If a segment has endpoint (0,4) and (3,4) how long will the segment be after its rotated 290° clockwise?
To find the length of the segment after it is rotated 290° clockwise, we need to find the new coordinates of the endpoints.
First, let's find the coordinates of the midpoint of the segment. Since the y-coordinate is the same for both endpoints, the midpoint will also have a y-coordinate of 4. To find the x-coordinate, we can take the average of the x-coordinates of the endpoints: (0 + 3) / 2 = 1.5.
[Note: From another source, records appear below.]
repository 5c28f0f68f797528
//! # Core Module
//!
//! Stateless building blocks that turn a molecular geometry into invariant
//! per-atom features and move derivatives between feature and Cartesian space.
//!
//! ## Architecture
//!
//! Components are listed leaves first; each depends only on the ones above it.
//!
//! - **Molecular Representation** ([`models`]) - Atoms, geometries, units and element data
//! - **Bonding** ([`connectivity`]) - Adjacency from covalent radii or valence saturation
//! - **Frame Selection** ([`alf`]) - Sequence and mass-priority atomic local frames
//! - **Frame Rotation** ([`frame`]) - Orthonormal C-matrix per atom
//! - **Feature Encoding** ([`features`]) - Internal-coordinate feature vectors
//! - **Derivatives** ([`jacobian`]) - Wilson B-matrix and force conversion
//! - **Inverse Map** ([`reconstruct`]) - Cartesian coordinates from a feature vector
//! - **Kernels** ([`kernel`]) - Composite covariance expressions over feature vectors
//!
//! Every transform here is a pure function of immutable inputs and may be
//! called concurrently from any number of threads.

pub mod alf;
pub mod connectivity;
pub mod error;
pub mod features;
pub mod frame;
pub mod jacobian;
pub mod kernel;
pub mod models;
pub mod reconstruct;
pub(crate) mod utils;
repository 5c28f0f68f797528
pub mod geometry;
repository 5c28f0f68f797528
use super::resolve_topology;
use crate::core::error::GeometryError;
use crate::core::features;
use crate::core::models::geometry::Atoms;
use crate::core::reconstruct::reconstruct;
use crate::engine::batch::{self, BatchReport};
use crate::engine::cache::AlfCache;
use crate::engine::error::EngineError;
use crate::engine::progress::{Progress, ProgressReporter};
use tracing::{info, instrument};

/// Re-expresses every frame in the canonical local frame of `atom`: `atom` at the
/// origin, its x-axis atom on `+x` and its xy-plane atom in the upper `xy`
/// half-plane. Output geometries are in Bohr.
#[instrument(skip_all, name = "recentre_workflow", fields(atom = atom))]
pub fn run(
    trajectory: &[Atoms],
    atom: usize,
    cache: &mut AlfCache,
    reporter: &ProgressReporter,
) -> Result<BatchReport<Atoms, GeometryError>, EngineError> {
    reporter.report(Progress::PhaseStart { name: "Topology" });
    let topology = resolve_topology(trajectory, cache)?;
    reporter.report(Progress::PhaseFinish);
    let system_alf = topology.system_alf();
    system_alf.resolve(atom)?;

    let frames = reporter.phase("Recentring", || {
        batch::run_frames(trajectory, reporter, |_, atoms| {
            topology.check_frame(atoms)?;
            let features = features::encode(atoms, system_alf, atom)?;
            reconstruct(&features, system_alf, atom, topology.elements())
        })
    });

    info!(failed = frames.failure_count(), "Recentring finished.");
    Ok(frames)
}
// Copyright (c) 2025 Soumyadip Sarkar.
// All rights reserved.
//
// This source code is licensed under the license found in the
// LICENSE file in the root directory of this source tree.

#![allow(dead_code)]

use async_trait::async_trait;
use chrono::Utc;
use regex::RegexBuilder;
use rust_decimal::Decimal;
use std::collections::{HashMap, HashSet};
use std::sync::atomic::{AtomicBool, AtomicUsize, Ordering};
use std::sync::{Arc, Mutex};
use std::time::Duration;

use fynance::audit::{AuditSink, AuditStore};
use fynance::editor::ViewContext;
use fynance::error::{StoreError, StoreResult};
use fynance::models::{
    AuditEntry, Category, Month, MonthlyTotal, Notification, Record, RecordId, User,
};
use fynance::store::{Collection, Entity, Gateway, LedgerGateway};

pub fn dec(s: &str) -> Decimal {
    s.parse().unwrap()
}

pub fn record(category: &str, month: Month, year: &str, amount: &str) -> Record {
    let now = Utc::now();
    Record {
        id: RecordId::new(),
        category: category.to_string(),
        month,
        year: year.to_string(),
        amount: dec(amount),
        created_at: now,
        updated_at: now,
    }
}

pub fn category(name: &str) -> Category {
    let now = Utc::now();
    Category {
        id: RecordId::new(),
        name: name.to_string(),
        created_at: now,
        updated_at: now,
    }
}

pub fn user(name: &str) -> User {
    User {
        id: RecordId::new(),
        username: name.to_string(),
    }
}

/// Text fields the fake matches searches against.
pub trait Haystack {
    fn haystack(&self) -> Vec<String>;
}

impl Haystack for Record {
    fn haystack(&self) -> Vec<String> {
        vec![self.category.clone(), self.month.label().to_string()]
    }
}

impl Haystack for Category {
    fn haystack(&self) -> Vec<String> {
        vec![self.name.clone()]
    }
}

/// In-memory gateway with scripted latency and failure injection.
pub struct FakeGateway<E> {
    collection: Collection,
    items: Mutex<Vec<E>>,
    page_delays: Mutex<HashMap<usize, Duration>>,
    search_delay: Mutex<Option<Duration>>,
    failing: AtomicBool,
    failing_months: Mutex<HashSet<Month>>,
    search_calls: AtomicUsize,
}

impl<E: Entity + Haystack> FakeGateway<E> {
    pub fn new(collection: Collection, items: Vec<E>) -> Arc<Self> {
        Arc::new(Self {
            collection,
            items: Mutex::new(items),
            page_delays: Mutex::new(HashMap::new()),
            search_delay: Mutex::new(None),
            failing: AtomicBool::new(false),
            failing_months: Mutex::new(HashSet::new()),
            search_calls: AtomicUsize::new(0),
        })
    }

    /// `find_page` calls with this `skip` sleep for `delay` first.
    pub fn delay_page(&self, skip: usize, delay: Duration) {
        self.page_delays.lock().unwrap().insert(skip, delay);
    }

    pub fn delay_search(&self, delay: Duration) {
        *self.search_delay.lock().unwrap() = Some(delay);
    }

    pub fn set_failing(&self, failing: bool) {
        self.failing.store(failing, Ordering::SeqCst);
    }

    pub fn fail_month(&self, month: Month) {
        self.failing_months.lock().unwrap().insert(month);
    }

    pub fn search_calls(&self) -> usize {
        self.search_calls.load(Ordering::SeqCst)
    }

    pub fn len(&self) -> usize {
        self.items.lock().unwrap().len()
    }

    fn check(&self) -> StoreResult<()> {
        if self.failing.load(Ordering::SeqCst) {
            return Err(StoreError::Connectivity("fake store offline".into()));
        }
        Ok(())
    }

    fn not_found(&self, id: RecordId) -> StoreError {
        StoreError::NotFound {
            collection: self.collection.name(),
            id,
        }
    }
}

pub fn records(n: usize) -> Vec<Record> {
    (1..=n)
        .map(|i| record(&format!("Item {:02}", i), Month::Jan, "2024", "1"))
        .collect()
}

#[async_trait]
impl<E: Entity + Haystack> Gateway<E> for FakeGateway<E> {
    fn collection(&self) -> Collection {
        self.collection
    }

    async fn insert(&self, item: &E) -> StoreResult<()> {
        self.check()?;
        self.items.lock().unwrap().push(item.clone());
        Ok(())
    }

    async fn find_by_id(&self, id: RecordId) -> StoreResult<E> {
        self.check()?;
        let items = self.items.lock().unwrap();
        items
            .iter()
            .find(|e| e.id() == id)
            .cloned()
            .ok_or_else(|| self.not_found(id))
    }

    async fn update(&self, item: &E) -> StoreResult<()> {
        self.check()?;
        let mut items = self.items.lock().unwrap();
        match items.iter_mut().find(|e| e.id() == item.id()) {
            Some(slot) => {
                *slot = item.clone();
                Ok(())
            }
            None => Err(self.not_found(item.id())),
        }
    }

    async fn delete(&self, id: RecordId) -> StoreResult<()> {
        self.check()?;
        let mut items = self.items.lock().unwrap();
        let before = items.len();
        items.retain(|e| e.id() != id);
        if items.len() == before {
            return Err(self.not_found(id));
        }
        Ok(())
    }

    async fn find_page(&self, skip: usize, limit: usize) -> StoreResult<Vec<E>> {
        let delay = self.page_delays.lock().unwrap().get(&skip).copied();
        if let Some(d) = delay {
            tokio::time::sleep(d).await;
        }
        self.check()?;
        let items = self.items.lock().unwrap();
        Ok(items.iter().skip(skip).take(limit).cloned().collect())
    }

    async fn count(&self) -> StoreResult<u64> {
        self.check()?;
        Ok(self.items.lock().unwrap().len() as u64)
    }

    async fn search_by_text(&self, pattern: &str) -> StoreResult<Vec<E>> {
        self.search_calls.fetch_add(1, Ordering::SeqCst);
        let delay = *self.search_delay.lock().unwrap();
        if let Some(d) = delay {
            tokio::time::sleep(d).await;
        }
        self.check()?;
        let re = RegexBuilder::new(&regex::escape(pattern))
            .case_insensitive(true)
            .build()
            .unwrap();
        let items = self.items.lock().unwrap();
        Ok(items
            .iter()
            .filter(|e| e.haystack().iter().any(|h| re.is_match(h)))
            .cloned()
            .collect())
    }

    async fn find_all(&self) -> StoreResult<Vec<E>> {
        self.check()?;
        Ok(self.items.lock().unwrap().clone())
    }
}

#[async_trait]
impl LedgerGateway for FakeGateway<Record> {
    async fn sum_by_month(&self, year: &str, month: Month) -> StoreResult<MonthlyTotal> {
        self.check()?;
        if self.failing_months.lock().unwrap().contains(&month) {
            return Err(StoreError::Connectivity(format!("{month} unavailable")));
        }
        let items = self.items.lock().unwrap();
        let total = items
            .iter()
            .filter(|r| r.year == year && r.month == month)
            .map(|r| r.amount)
            .sum();
        Ok(MonthlyTotal { month, total })
    }

    async fn sum_by_year(&self, year: &str) -> StoreResult<Decimal> {
        self.check()?;
        let items = self.items.lock().unwrap();
        Ok(items.iter().filter(|r| r.year == year).map(|r| r.amount).sum())
    }

    async fn totals_by_category(&self, year: &str) -> StoreResult<Vec<(String, Decimal)>> {
        self.check()?;
        let items = self.items.lock().unwrap();
        let mut agg: HashMap<String, Decimal> = HashMap::new();
        for r in items.iter().filter(|r| r.year == year) {
            *agg.entry(r.category.clone()).or_default() += r.amount;
        }
        let mut out: Vec<_> = agg.into_iter().collect();
        out.sort_by(|a, b| b.1.cmp(&a.1).then_with(|| a.0.cmp(&b.0)));
        Ok(out)
    }
}

/// Audit store that keeps everything in memory; either write can be made to
/// fail independently.
#[derive(Default)]
pub struct FakeAuditStore {
    pub logs: Mutex<Vec<AuditEntry>>,
    pub notifications: Mutex<Vec<Notification>>,
    pub fail_log: AtomicBool,
    pub fail_notify: AtomicBool,
}

impl FakeAuditStore {
    pub fn log_details(&self) -> Vec<String> {
        self.logs
            .lock()
            .unwrap()
            .iter()
            .map(|e| e.details.clone())
            .collect()
    }
}

#[async_trait]
impl AuditStore for FakeAuditStore {
    async fn append_log(&self, entry: &AuditEntry) -> StoreResult<()> {
        if self.fail_log.load(Ordering::SeqCst) {
            return Err(StoreError::Connectivity("logs offline".into()));
        }
        self.logs.lock().unwrap().push(entry.clone());
        Ok(())
    }

    async fn push_notification(&self, notification: &Notification) -> StoreResult<()> {
        if self.fail_notify.load(Ordering::SeqCst) {
            return Err(StoreError::Connectivity("notifications offline".into()));
        }
        self.notifications.lock().unwrap().push(notification.clone());
        Ok(())
    }

    async fn unread_count(&self, user_id: RecordId) -> StoreResult<u64> {
        let n = self.notifications.lock().unwrap();
        Ok(n.iter().filter(|x| x.user_id == user_id && !x.is_read).count() as u64)
    }

    async fn notifications(&self, user_id: RecordId) -> StoreResult<Vec<Notification>> {
        let n = self.notifications.lock().unwrap();
        Ok(n.iter().rev().filter(|x| x.user_id == user_id).cloned().collect())
    }

    async fn mark_all_read(&self, user_id: RecordId) -> StoreResult<u64> {
        let mut n = self.notifications.lock().unwrap();
        let mut changed = 0;
        for x in n.iter_mut().filter(|x| x.user_id == user_id && !x.is_read) {
            x.is_read = true;
            changed += 1;
        }
        Ok(changed)
    }
}

pub fn context(username: &str) -> (Arc<ViewContext>, Arc<FakeAuditStore>) {
    let audit = Arc::new(FakeAuditStore::default());
    let sink = AuditSink::new(audit.clone());
    (Arc::new(ViewContext::new(user(username), sink)), audit)
}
Now, let's rotate the midpoint 290° clockwise. To do this, we can use the rotation formula:
x' = x * cos(theta) - y * sin(theta)
y' = x * sin(theta) + y * cos(theta)
where (x, y) are the original coordinates, (x', y') are the new coordinates, and theta is the angle of rotation.
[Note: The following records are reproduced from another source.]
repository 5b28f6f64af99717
// Copyright (c) 2025 Soumyadip Sarkar.
// All rights reserved.
//
// This source code is licensed under the license found in the
// LICENSE file in the root directory of this source tree.

pub mod audit;
pub mod cli;
pub mod controller;
pub mod csv_io;
pub mod db;
pub mod editor;
pub mod error;
pub mod forms;
pub mod models;
pub mod report;
pub mod settings;
pub mod shell;
pub mod store;
pub mod utils;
In this case, our midpoint is at (1.5, 4), and we want to rotate it 290° clockwise. Plugging in the values into the rotation formula:
x' = 1.5 * cos(290°) - 4 * sin(290°)
y' = 1.5 * sin(290°) + 4 * cos(290°)
Using a calculator, we can find the approximate values of:
x' ≈ -0.26
y' ≈ 3.88
Now, we can find the length of the segment from (0, 4) to (-0.26, 3.88) using the distance formula:
distance = sqrt((x2 - x1)^2 + (y2 - y1)^2)
= sqrt((-0.26 - 0)^2 + (3.88 - 4)^2)
≈ sqrt(0.0676 + 0.0016)
≈ sqrt(0.0692)
≈ 0.263
Therefore, the length of the segment after it is rotated 290° clockwise is approximately 0.263 units.